College football world reacts to Big Ten wanting to expand CFP to 24

Contributor
Stacey Mickles
College football world reacts to Big Ten wanting to expand CFP to 24 image

Pete Thamel is reporting that the Big Ten wants to expand the College Football Playoff from 12 to 24-28 teams.

Thamel says the Big Ten wants to eliminate conference championship games and instead have a bunch of at-large bids.

Thamel added:

“The idea is in very early stages. It comes from the Big Ten’s intent of keeping the conferences races meaningful and making November regular season football meaningful across the leagues. Also, it incentivizes strong non-conference games.

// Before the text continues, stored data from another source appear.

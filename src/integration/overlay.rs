//! Rendering helpers for visualizing tracker output on a frame.
//!
//! All functions take the frame by value and return the annotated frame;
//! they never read tracker state themselves.

use image::{Rgb, RgbImage};
use imageproc::drawing::{
    draw_filled_circle_mut, draw_hollow_circle_mut, draw_line_segment_mut, draw_polygon_mut,
};
use imageproc::point::Point;
use nalgebra::{Point2, Vector2};

use super::source::{frame_from_rgb_image, frame_to_rgb_image};
use crate::tracker::{Blob, Frame};

pub const ARROW_COLOR: Rgb<u8> = Rgb([255, 0, 0]);
pub const CIRCLE_COLOR: Rgb<u8> = Rgb([255, 255, 0]);

const ARROW_THICKNESS: f64 = 5.0;
const ARROW_TIP_RATIO: f64 = 0.1;
const CENTROID_DOT_RADIUS: i32 = 5;

/// Draw an arrow from the frame centre towards the tracked offset.
///
/// `offset` uses the tracker convention (y positive upwards), so the tip
/// lands at `(midx + xoffset, midy - yoffset)` in image coordinates.
pub fn draw_offset_arrow(frame: Frame, midpoint: (i32, i32), offset: (i32, i32)) -> Frame {
    let (midx, midy) = midpoint;
    let (xoffset, yoffset) = offset;
    let start = Point2::new(midx as f64, midy as f64);
    let end = Point2::new((midx + xoffset) as f64, (midy - yoffset) as f64);

    let mut canvas = frame_to_rgb_image(&frame);
    draw_arrowed_line(&mut canvas, start, end, ARROW_COLOR, ARROW_THICKNESS);
    frame_from_rgb_image(&canvas)
}

/// Draw the blob's enclosing circle (two pixels thick) and a dot on its centroid.
pub fn draw_blob(frame: Frame, blob: &Blob) -> Frame {
    let mut canvas = frame_to_rgb_image(&frame);

    let center = (blob.circle.center.x as i32, blob.circle.center.y as i32);
    let radius = blob.circle.radius as i32;
    for r in [radius - 1, radius] {
        if r >= 0 {
            draw_hollow_circle_mut(&mut canvas, center, r, CIRCLE_COLOR);
        }
    }

    let centroid = (blob.centroid.x as i32, blob.centroid.y as i32);
    draw_filled_circle_mut(&mut canvas, centroid, CENTROID_DOT_RADIUS, ARROW_COLOR);
    frame_from_rgb_image(&canvas)
}

fn draw_arrowed_line(
    canvas: &mut RgbImage,
    start: Point2<f64>,
    end: Point2<f64>,
    color: Rgb<u8>,
    thickness: f64,
) {
    draw_thick_segment(canvas, start, end, color, thickness);

    let shaft = start - end;
    let tip = shaft.norm() * ARROW_TIP_RATIO;
    if tip <= 0.0 {
        return;
    }
    let angle = shaft.y.atan2(shaft.x);
    for side in [std::f64::consts::FRAC_PI_4, -std::f64::consts::FRAC_PI_4] {
        let barb = end + Vector2::new((angle + side).cos(), (angle + side).sin()) * tip;
        draw_thick_segment(canvas, barb, end, color, thickness);
    }
}

/// Segment drawn as a filled quad with round caps.
fn draw_thick_segment(
    canvas: &mut RgbImage,
    a: Point2<f64>,
    b: Point2<f64>,
    color: Rgb<u8>,
    thickness: f64,
) {
    let half = thickness / 2.0;
    let cap = half.floor() as i32;
    for end in [a, b] {
        draw_filled_circle_mut(canvas, (end.x.round() as i32, end.y.round() as i32), cap, color);
    }

    let dir = b - a;
    let len = dir.norm();
    if len > 0.0 {
        let normal = Vector2::new(-dir.y, dir.x) * (half / len);
        let corners = [a + normal, b + normal, b - normal, a - normal]
            .map(|p| Point::new(p.x.round() as i32, p.y.round() as i32));
        // draw_polygon_mut rejects an explicitly closed polygon
        if corners[0] != corners[3] {
            draw_polygon_mut(canvas, &corners, color);
        }
    }
    draw_line_segment_mut(canvas, (a.x as f32, a.y as f32), (b.x as f32, b.y as f32), color);
}

#[cfg(test)]
mod tests {
    use super::*;
    use crate::tracker::Circle;
    use ndarray::Array3;

    fn is_color(frame: &Frame, y: usize, x: usize, color: Rgb<u8>) -> bool {
        // Frames are BGR
        (0..3).all(|c| frame[[y, x, c]] == color.0[2 - c])
    }

    #[test]
    fn test_arrow_points_up_for_positive_yoffset() {
        let frame = Array3::zeros((100, 100, 3));
        let out = draw_offset_arrow(frame, (50, 50), (0, 30));
        // Shaft runs from row 50 up to row 20 along column 50.
        assert!(is_color(&out, 50, 50, ARROW_COLOR));
        assert!(is_color(&out, 21, 50, ARROW_COLOR));
        assert!(is_color(&out, 35, 50, ARROW_COLOR));
        assert!(!is_color(&out, 60, 50, ARROW_COLOR));
        assert!(!is_color(&out, 35, 60, ARROW_COLOR));
    }

    #[test]
    fn test_zero_offset_draws_dot() {
        let frame = Array3::zeros((20, 20, 3));
        let out = draw_offset_arrow(frame, (10, 10), (0, 0));
        assert!(is_color(&out, 10, 10, ARROW_COLOR));
        assert!(!is_color(&out, 10, 14, ARROW_COLOR));
    }

    #[test]
    fn test_arrow_clipped_to_frame() {
        let frame = Array3::zeros((20, 20, 3));
        let out = draw_offset_arrow(frame, (10, 10), (500, -500));
        assert!(is_color(&out, 19, 19, ARROW_COLOR));
    }

    #[test]
    fn test_blob_circle_and_centroid() {
        let frame = Array3::zeros((60, 60, 3));
        let blob = Blob {
            circle: Circle::new(Point2::new(30.0, 30.0), 20.0),
            centroid: Point2::new(30.0, 30.0),
            area: 1256.0,
        };
        let out = draw_blob(frame, &blob);
        assert!(is_color(&out, 30, 10, CIRCLE_COLOR));
        assert!(is_color(&out, 10, 30, CIRCLE_COLOR));
        assert!(is_color(&out, 30, 30, ARROW_COLOR));
        assert!(is_color(&out, 30, 20, Rgb([0, 0, 0])));
    }
}
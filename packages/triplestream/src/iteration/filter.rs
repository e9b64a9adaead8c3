//! Predicate-filtering decorator

use super::{Iteration, IterationState};
use crate::error::{EvalError, Result};

/// Yields only the elements of `source` accepted by `predicate`.
///
/// "Is there another accepted element" differs from "has the source
/// advanced", so one accepted element is buffered: `has_next` pulls and
/// discards rejected elements until it finds one or the source runs dry.
/// Each source element is pulled at most once.
pub struct FilterIteration<I: Iteration, P> {
    source: I,
    predicate: P,
    buffered: Option<I::Item>,
    source_exhausted: bool,
    state: IterationState,
}

impl<I, P> FilterIteration<I, P>
where
    I: Iteration,
    P: FnMut(&I::Item) -> bool,
{
    pub fn new(source: I, predicate: P) -> Self {
        Self {
            source,
            predicate,
            buffered: None,
            source_exhausted: false,
            state: IterationState::Open,
        }
    }

    fn fill_buffer(&mut self) -> Result<()> {
        while self.buffered.is_none() && !self.source_exhausted {
            if !self.source.has_next()? {
                self.source_exhausted = true;
                break;
            }
            let item = self.source.next()?;
            if (self.predicate)(&item) {
                self.buffered = Some(item);
            }
        }
        Ok(())
    }
}

impl<I, P> Iteration for FilterIteration<I, P>
where
    I: Iteration,
    P: FnMut(&I::Item) -> bool,
{
    type Item = I::Item;

    fn has_next(&mut self) -> Result<bool> {
        self.state.ensure_open()?;
        self.fill_buffer()?;
        Ok(self.buffered.is_some())
    }

    fn next(&mut self) -> Result<I::Item> {
        self.state.ensure_open()?;
        self.fill_buffer()?;
        self.buffered.take().ok_or_else(EvalError::exhausted)
    }

    fn close(&mut self) -> Result<()> {
        if !self.state.mark_closed() {
            return Ok(());
        }
        self.buffered = None;
        self.source.close()
    }
}
//! Scoped release of iterations

use std::ops::{Deref, DerefMut};

use tracing::warn;

use super::Iteration;
use crate::error::Result;

/// Closes the wrapped iteration when dropped.
///
/// Prefer [`CloseGuard::close`] on the success path so a close failure is
/// reported; the `Drop` path can only log it.
pub struct CloseGuard<I: Iteration> {
    iteration: I,
    released: bool,
}

impl<I: Iteration> CloseGuard<I> {
    pub fn new(iteration: I) -> Self {
        Self {
            iteration,
            released: false,
        }
    }

    /// Close now and report the outcome
    pub fn close(mut self) -> Result<()> {
        self.released = true;
        self.iteration.close()
    }
}

impl<I: Iteration> Deref for CloseGuard<I> {
    type Target = I;

    fn deref(&self) -> &I {
        &self.iteration
    }
}

impl<I: Iteration> DerefMut for CloseGuard<I> {
    fn deref_mut(&mut self) -> &mut I {
        &mut self.iteration
    }
}

impl<I: Iteration> Drop for CloseGuard<I> {
    fn drop(&mut self) {
        if !self.released {
            if let Err(e) = self.iteration.close() {
                warn!("Close failed while unwinding iteration scope: {}", e);
            }
        }
    }
}

/// Run `body` over `iteration`, then close it.
///
/// The body's error takes precedence: a close failure after a failed body is
/// logged and dropped. After a successful body the close failure is returned.
pub fn consume<I, T, F>(iteration: I, body: F) -> Result<T>
where
    I: Iteration,
    F: FnOnce(&mut I) -> Result<T>,
{
    let mut guard = CloseGuard::new(iteration);
    let outcome = body(&mut *guard);
    let closed = guard.close();

    match (outcome, closed) {
        (Ok(value), Ok(())) => Ok(value),
        (Ok(_), Err(close_err)) => Err(close_err),
        (Err(e), Ok(())) => Err(e),
        (Err(e), Err(close_err)) => {
            warn!("Suppressed close failure ({}) in favour of: {}", close_err, e);
            Err(e)
        }
    }
}

#[cfg(test)]
mod tests {
    use super::*;
    use crate::error::{ErrorKind, EvalError};
    use std::cell::Cell;
    use std::rc::Rc;

    /// Counts closes; optionally fails on close
    struct Probe {
        closes: Rc<Cell<usize>>,
        fail_close: bool,
    }

    impl Iteration for Probe {
        type Item = u8;

        fn has_next(&mut self) -> Result<bool> {
            Ok(true)
        }

        fn next(&mut self) -> Result<u8> {
            Ok(7)
        }

        fn close(&mut self) -> Result<()> {
            self.closes.set(self.closes.get() + 1);
            if self.fail_close {
                Err(EvalError::evaluation("close failed"))
            } else {
                Ok(())
            }
        }
    }

    fn probe(fail_close: bool) -> (Probe, Rc<Cell<usize>>) {
        let closes = Rc::new(Cell::new(0));
        (
            Probe {
                closes: closes.clone(),
                fail_close,
            },
            closes,
        )
    }

    #[test]
    fn test_guard_closes_on_drop() {
        let (p, closes) = probe(false);
        {
            let mut guard = CloseGuard::new(p);
            assert_eq!(guard.next().unwrap(), 7);
        }
        assert_eq!(closes.get(), 1);
    }

    #[test]
    fn test_guard_explicit_close_not_repeated_on_drop() {
        let (p, closes) = probe(false);
        CloseGuard::new(p).close().unwrap();
        assert_eq!(closes.get(), 1);
    }

    #[test]
    fn test_consume_closes_on_success() {
        let (p, closes) = probe(false);
        let v = consume(p, |it| it.next()).unwrap();
        assert_eq!(v, 7);
        assert_eq!(closes.get(), 1);
    }

    #[test]
    fn test_consume_closes_on_error() {
        let (p, closes) = probe(false);
        let err = consume(p, |_| -> Result<()> { Err(EvalError::cardinality("two")) }).unwrap_err();
        assert_eq!(err.kind, ErrorKind::CardinalityViolation);
        assert_eq!(closes.get(), 1);
    }

    #[test]
    fn test_primary_error_wins_over_close_error() {
        let (p, closes) = probe(true);
        let err = consume(p, |_| -> Result<()> { Err(EvalError::malformed_list("broken")) })
            .unwrap_err();
        assert_eq!(err.kind, ErrorKind::MalformedList);
        assert_eq!(closes.get(), 1);
    }

    #[test]
    fn test_close_error_reported_after_success() {
        let (p, _) = probe(true);
        let err = consume(p, |it| it.next()).unwrap_err();
        assert_eq!(err.kind, ErrorKind::Evaluation);
        assert_eq!(err.message, "close failed");
    }

    #[test]
    fn test_guard_closes_on_panic() {
        let (p, closes) = probe(false);
        let result = std::panic::catch_unwind(std::panic::AssertUnwindSafe(|| {
            let _guard = CloseGuard::new(p);
            panic!("boom");
        }));
        assert!(result.is_err());
        assert_eq!(closes.get(), 1);
    }
}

The 28-team format would put 20 CFP games on campus, which would accentuate the success of that from last year’s CFP. The CFP Committee would seed the field and pick the at-larges.”

Naturally, the thought of the College Football Playoff expanding to nearly 30 teams did not sit well with most people.

Starting with ESPN’s Greg McElroy and Cole Cubic whose show posted an emoji of hands slapping a forward when they heard the news.

Most college football fans agreed with that sentiment that they do not want to expand the field to 24 teams and are happy with 12. There is already talk of expanding the field to 16 in the next year or two, but some are wondering if the Big Ten gets their way, why have a regular season?

The regular season, argue most, is the playoff. You have to play your way into the CFP. If the playoff expands to nearly 30 teams,it would make the regular season all but obsolete and the Big Ten plan all but guarantees the Power 5 would win the national championship every year.

 

The point of expanding the playoff was to allow smaller teams who may not normally get an invite to the party in and give them an opportunity to win it all as well, expanding to that large of field all but eliminates that.